• _Task goal_
Present the data once more in exactly its original form.

Supplied information START

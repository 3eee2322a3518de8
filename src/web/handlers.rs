//! HTTP request handlers.

use super::AppState;
use crate::db::DbError;
use crate::model::{HealthCheck, HealthCheckEntry, HealthCheckStateView};

use axum::{
    extract::{rejection::JsonRejection, Query, State},
    http::{header, StatusCode},
    response::{IntoResponse, Json, Response},
};
use serde::{Deserialize, Serialize};
use thiserror::Error;
use uuid::Uuid;

// ============================================================================
// Errors
// ============================================================================

/// Errors surfaced to API clients as problem documents.
#[derive(Error, Debug)]
pub enum ApiError {
    #[error("{0}")]
    BadRequest(String),
    #[error(transparent)]
    Db(#[from] DbError),
}

impl From<JsonRejection> for ApiError {
    fn from(rejection: JsonRejection) -> Self {
        ApiError::BadRequest(rejection.body_text())
    }
}

#[derive(Debug, Serialize, Deserialize)]
pub struct Problem {
    pub title: String,
    pub status: u16,
    pub detail: String,
}

impl IntoResponse for ApiError {
    fn into_response(self) -> Response {
        let (status, title) = match &self {
            ApiError::BadRequest(_) | ApiError::Db(DbError::UnregisteredCheck(_)) => {
                (StatusCode::BAD_REQUEST, "Invalid request")
            }
            ApiError::Db(_) => (StatusCode::INTERNAL_SERVER_ERROR, "Storage failure"),
        };
        if status.is_server_error() {
            tracing::error!("Request failed: {}", self);
        }

        let problem = Problem {
            title: title.to_string(),
            status: status.as_u16(),
            detail: self.to_string(),
        };
        (
            status,
            [(header::CONTENT_TYPE, "application/problem+json")],
            Json(problem),
        )
            .into_response()
    }
}

// ============================================================================
// API: Reporting
// ============================================================================

pub async fn handle_register_health_check(
    State(state): State<AppState>,
    body: Result<Json<HealthCheck>, JsonRejection>,
) -> Result<Json<HealthCheck>, ApiError> {
    let Json(check) = body?;
    if check.name.trim().is_empty() {
        return Err(ApiError::BadRequest("name must not be empty".to_string()));
    }
    let stored = state.aggregator.register(&check)?;
    Ok(Json(stored))
}

pub async fn handle_add_health_check(
    State(state): State<AppState>,
    body: Result<Json<HealthCheckEntry>, JsonRejection>,
) -> Result<StatusCode, ApiError> {
    let Json(entry) = body?;
    if entry.name.trim().is_empty() {
        return Err(ApiError::BadRequest("name must not be empty".to_string()));
    }
    if entry.server_name.trim().is_empty() {
        return Err(ApiError::BadRequest("serverName must not be empty".to_string()));
    }
    state.aggregator.ingest(&entry)?;
    Ok(StatusCode::OK)
}

// ============================================================================
// API: Views
// ============================================================================

#[derive(Debug, Deserialize)]
#[serde(rename_all = "camelCase")]
pub struct ApplicationQuery {
    #[serde(alias = "ApplicationId")]
    pub application_id: Uuid,
}

#[derive(Debug, Deserialize)]
#[serde(rename_all = "camelCase")]
pub struct HealthCheckQuery {
    #[serde(alias = "ApplicationId")]
    pub application_id: Uuid,
    #[serde(alias = "CheckName")]
    pub check_name: String,
}

pub async fn handle_get_application_status(
    State(state): State<AppState>,
    Query(query): Query<ApplicationQuery>,
) -> Result<Json<Vec<HealthCheckStateView>>, ApiError> {
    let views = state.aggregator.application_status(query.application_id)?;
    Ok(Json(views))
}

pub async fn handle_get_health_check(
    State(state): State<AppState>,
    Query(query): Query<HealthCheckQuery>,
) -> Result<Json<Option<HealthCheckStateView>>, ApiError> {
    let view = state
        .aggregator
        .health_check(query.application_id, &query.check_name)?;
    Ok(Json(view))
}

Supplied information END

• _Solution to this problem_
repository 3eee2322a3518de8
filename src/web/handlers.rs
//! HTTP request handlers.

use super::AppState;
use crate::db::DbError;
use crate::model::{HealthCheck, HealthCheckEntry, HealthCheckStateView};

use axum::{
    extract::{rejection::JsonRejection, Query, State},
    http::{header, StatusCode},
    response::{IntoResponse, Json, Response},
};
use serde::{Deserialize, Serialize};
use thiserror::Error;
use uuid::Uuid;

// ============================================================================
// Errors
// ============================================================================

/// Errors surfaced to API clients as problem documents.
#[derive(Error, Debug)]
pub enum ApiError {
    #[error("{0}")]
    BadRequest(String),
    #[error(transparent)]
    Db(#[from] DbError),
}

impl From<JsonRejection> for ApiError {
    fn from(rejection: JsonRejection) -> Self {
        ApiError::BadRequest(rejection.body_text())
    }
}

#[derive(Debug, Serialize, Deserialize)]
pub struct Problem {
    pub title: String,
    pub status: u16,
    pub detail: String,
}

impl IntoResponse for ApiError {
    fn into_response(self) -> Response {
        let (status, title) = match &self {
            ApiError::BadRequest(_) | ApiError::Db(DbError::UnregisteredCheck(_)) => {
                (StatusCode::BAD_REQUEST, "Invalid request")
            }
            ApiError::Db(_) => (StatusCode::INTERNAL_SERVER_ERROR, "Storage failure"),
        };
        if status.is_server_error() {
            tracing::error!("Request failed: {}", self);
        }

        let problem = Problem {
            title: title.to_string(),
            status: status.as_u16(),
            detail: self.to_string(),
        };
        (
            status,
            [(header::CONTENT_TYPE, "application/problem+json")],
            Json(problem),
        )
            .into_response()
    }
}

// ============================================================================
// API: Reporting
// ============================================================================

pub async fn handle_register_health_check(
    State(state): State<AppState>,
    body: Result<Json<HealthCheck>, JsonRejection>,
) -> Result<Json<HealthCheck>, ApiError> {
    let Json(check) = body?;
    if check.name.trim().is_empty() {
        return Err(ApiError::BadRequest("name must not be empty".to_string()));
    }
    let stored = state.aggregator.register(&check)?;
    Ok(Json(stored))
}

pub async fn handle_add_health_check(
    State(state): State<AppState>,
    body: Result<Json<HealthCheckEntry>, JsonRejection>,
) -> Result<StatusCode, ApiError> {
    let Json(entry) = body?;
    if entry.name.trim().is_empty() {
        return Err(ApiError::BadRequest("name must not be empty".to_string()));
    }
    if entry.server_name.trim().is_empty() {
        return Err(ApiError::BadRequest("serverName must not be empty".to_string()));
    }
    state.aggregator.ingest(&entry)?;
    Ok(StatusCode::OK)
}

// ============================================================================
// API: Views
// ============================================================================

#[derive(Debug, Deserialize)]
#[serde(rename_all = "camelCase")]
pub struct ApplicationQuery {
    #[serde(alias = "ApplicationId")]
    pub application_id: Uuid,
}

#[derive(Debug, Deserialize)]
#[serde(rename_all = "camelCase")]
pub struct HealthCheckQuery {
    #[serde(alias = "ApplicationId")]
    pub application_id: Uuid,
    #[serde(alias = "CheckName")]
    pub check_name: String,
}

pub async fn handle_get_application_status(
    State(state): State<AppState>,
    Query(query): Query<ApplicationQuery>,
) -> Result<Json<Vec<HealthCheckStateView>>, ApiError> {
    let views = state.aggregator.application_status(query.application_id)?;
    Ok(Json(views))
}

pub async fn handle_get_health_check(
    State(state): State<AppState>,
    Query(query): Query<HealthCheckQuery>,
) -> Result<Json<Option<HealthCheckStateView>>, ApiError> {
    let view = state
        .aggregator
        .health_check(query.application_id, &query.check_name)?;
    Ok(Json(view))
}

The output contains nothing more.